36 imprese per rivitalizzare il commercio cittadino: ecco l’investimento del Comune

Un intervento massiccio, con l’obbiettivo di favorire nuove aperture, sostenere la riqualificazione delle attività esistenti, rafforzare i servizi di prossimità nei quartieri e rinnovare l’offerta commerciale del centro storico. In breve, dare nuova linfa al commercio cittadino. Si è chiusa la prima fase del Fondo rilancio economico, la misura straordinaria voluta dal Comune di Udine e gestita operativamente dal Catt Fvg, il Centro di assistenza tecnica alle imprese del terziario.

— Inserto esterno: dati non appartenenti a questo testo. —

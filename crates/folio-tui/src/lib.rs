//! folio-tui: Terminal UI components
//!
//! Widgets for the portfolio page and its chat panel, built on ratatui and
//! crossterm.

pub mod app;
pub mod input;
pub mod theme;
pub mod widgets;

pub use app::App;
pub use theme::Theme;
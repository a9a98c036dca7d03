//! Input handling

use crossterm::event::{Event, KeyCode, KeyEvent, KeyEventKind, KeyModifiers};

/// Processed input action
#[derive(Debug, Clone, PartialEq, Eq)]
pub enum Action {
    /// Regular character input
    Char(char),
    /// Enter/submit
    Submit,
    /// Backspace
    Backspace,
    /// Delete
    Delete,
    /// Move cursor left
    Left,
    /// Move cursor right
    Right,
    /// Scroll up
    Up,
    /// Scroll down
    Down,
    /// Move to start of line
    Home,
    /// Move to end of line
    End,
    /// Page up
    PageUp,
    /// Page down
    PageDown,
    /// Next project
    Tab,
    /// Previous project
    BackTab,
    /// Escape (close overlay, abort request)
    Escape,
    /// Ctrl+C (abort request or quit)
    Interrupt,
    /// Ctrl+D (EOF)
    Eof,
    /// Ctrl+U (clear line)
    ClearLine,
    /// Ctrl+W (delete word)
    DeleteWord,
    /// Ctrl+O (open/close the chat panel)
    TogglePanel,
    /// Paste (bracketed paste)
    Paste(String),
    /// Quit application
    Quit,
    /// Unknown/unhandled
    Unknown,
}

/// Convert a crossterm key event to an action
pub fn key_to_action(event: KeyEvent) -> Action {
    let KeyEvent {
        code, modifiers, ..
    } = event;

    // Handle Ctrl combinations first
    if modifiers.contains(KeyModifiers::CONTROL) {
        return match code {
            KeyCode::Char('c') => Action::Interrupt,
            KeyCode::Char('d') => Action::Eof,
            KeyCode::Char('u') => Action::ClearLine,
            KeyCode::Char('w') => Action::DeleteWord,
            KeyCode::Char('o') => Action::TogglePanel,
            KeyCode::Char('q') => Action::Quit,
            _ => Action::Unknown,
        };
    }

    if modifiers.contains(KeyModifiers::ALT) {
        return Action::Unknown;
    }

    match code {
        KeyCode::Char(c) => Action::Char(c),
        KeyCode::Enter => Action::Submit,
        KeyCode::Backspace => Action::Backspace,
        KeyCode::Delete => Action::Delete,
        KeyCode::Left => Action::Left,
        KeyCode::Right => Action::Right,
        KeyCode::Up => Action::Up,
        KeyCode::Down => Action::Down,
        KeyCode::Home => Action::Home,
        KeyCode::End => Action::End,
        KeyCode::PageUp => Action::PageUp,
        KeyCode::PageDown => Action::PageDown,
        KeyCode::Tab => {
            if modifiers.contains(KeyModifiers::SHIFT) {
                Action::BackTab
            } else {
                Action::Tab
            }
        }
        KeyCode::BackTab => Action::BackTab,
        KeyCode::Esc => Action::Escape,
        _ => Action::Unknown,
    }
}

/// Convert a crossterm event to an action.
///
/// Key releases are dropped so terminals reporting them do not double up.
pub fn event_to_action(event: Event) -> Option<Action> {
    match event {
        Event::Key(key_event) if key_event.kind != KeyEventKind::Release => {
            Some(key_to_action(key_event))
        }
        Event::Paste(text) => Some(Action::Paste(text)),
        _ => None,
    }
}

51 imprese avevano fatto domanda
Le imprese che hanno partecipato al bando sono state 51, ma solo 36 domande sono state ammesse: le istanze rifiutate sono state archiviate per mancanza dei requisiti previsti o per rinuncia da parte delle imprese richiedenti. Nel complesso sono stati assegnati circa un milione di euro di contributi, a fronte di una spesa ammessa pari a oltre 1,8 milioni di euro. Considerando anche le spese complementari e gli investimenti generati dalle imprese, la misura attiva un indotto superiore ai 2 milioni di euro. Le risorse hanno interessato sia il centro cittadino, con 26 imprese ammesse e 10 nei quartieri. La dotazione disponibile non utilizzata in questa prima fase, pari a circa 500 mila euro, sarà nuovamente messa a bando in autunno.
14 nuove aperture
Il risultato più evidente è rappresentato dalle 14 nuove aperture sostenute dal Fondo, di cui 10 in centro cittadino e 4 nei quartieri. Nove di queste nuove attività utilizzeranno locali sfitti, trasformando spazi inutilizzati in nuove occasioni di lavoro, servizi e presidio urbano. Accanto alle aperture, il bando ha sostenuto anche una forte azione di rinnovamento delle imprese già attive, con 22 interventi di innovazione del design, riqualificazione degli spazi di vendita, acquisto di arredi, attrezzature, corpi illuminanti, insegne, sistemi digitali, strumenti per l’e-commerce e interventi funzionali al miglioramento dell’accoglienza e della qualità dei locali.
Venanzi: “Non replichiamo solo modelli già sperimentati”
“Questo bando dimostra che quando il pubblico investe con una strategia chiara, il tessuto economico risponde — ha dichiarato il vicesindaco e assessore alle Attività produttive, Alessandro Venanzi — abbiamo costruito una misura senza precedenti per Udine, non limitandoci a distribuire contributi, ma orientando le risorse verso obiettivi precisi: nuove aperture, recupero dei locali sfitti, qualità del design, innovazione, ricambio generazionale e servizi nei quartieri. L’aspetto più rilevante — ha proseguito Venanzi — è che Udine ha scelto di non limitarsi a replicare modelli già sperimentati altrove, spesso concentrati su un singolo obiettivo, come il sostegno agli affitti o la riapertura dei locali vuoti nei centri storici. Con questo Fondo abbiamo provato a fare un passo ulteriore, costruendo una misura integrata che tiene insieme centro e quartieri, nuove aperture e riqualificazioni, recupero degli sfitti e qualità degli spazi, innovazione dell’offerta e ricambio generazionale”.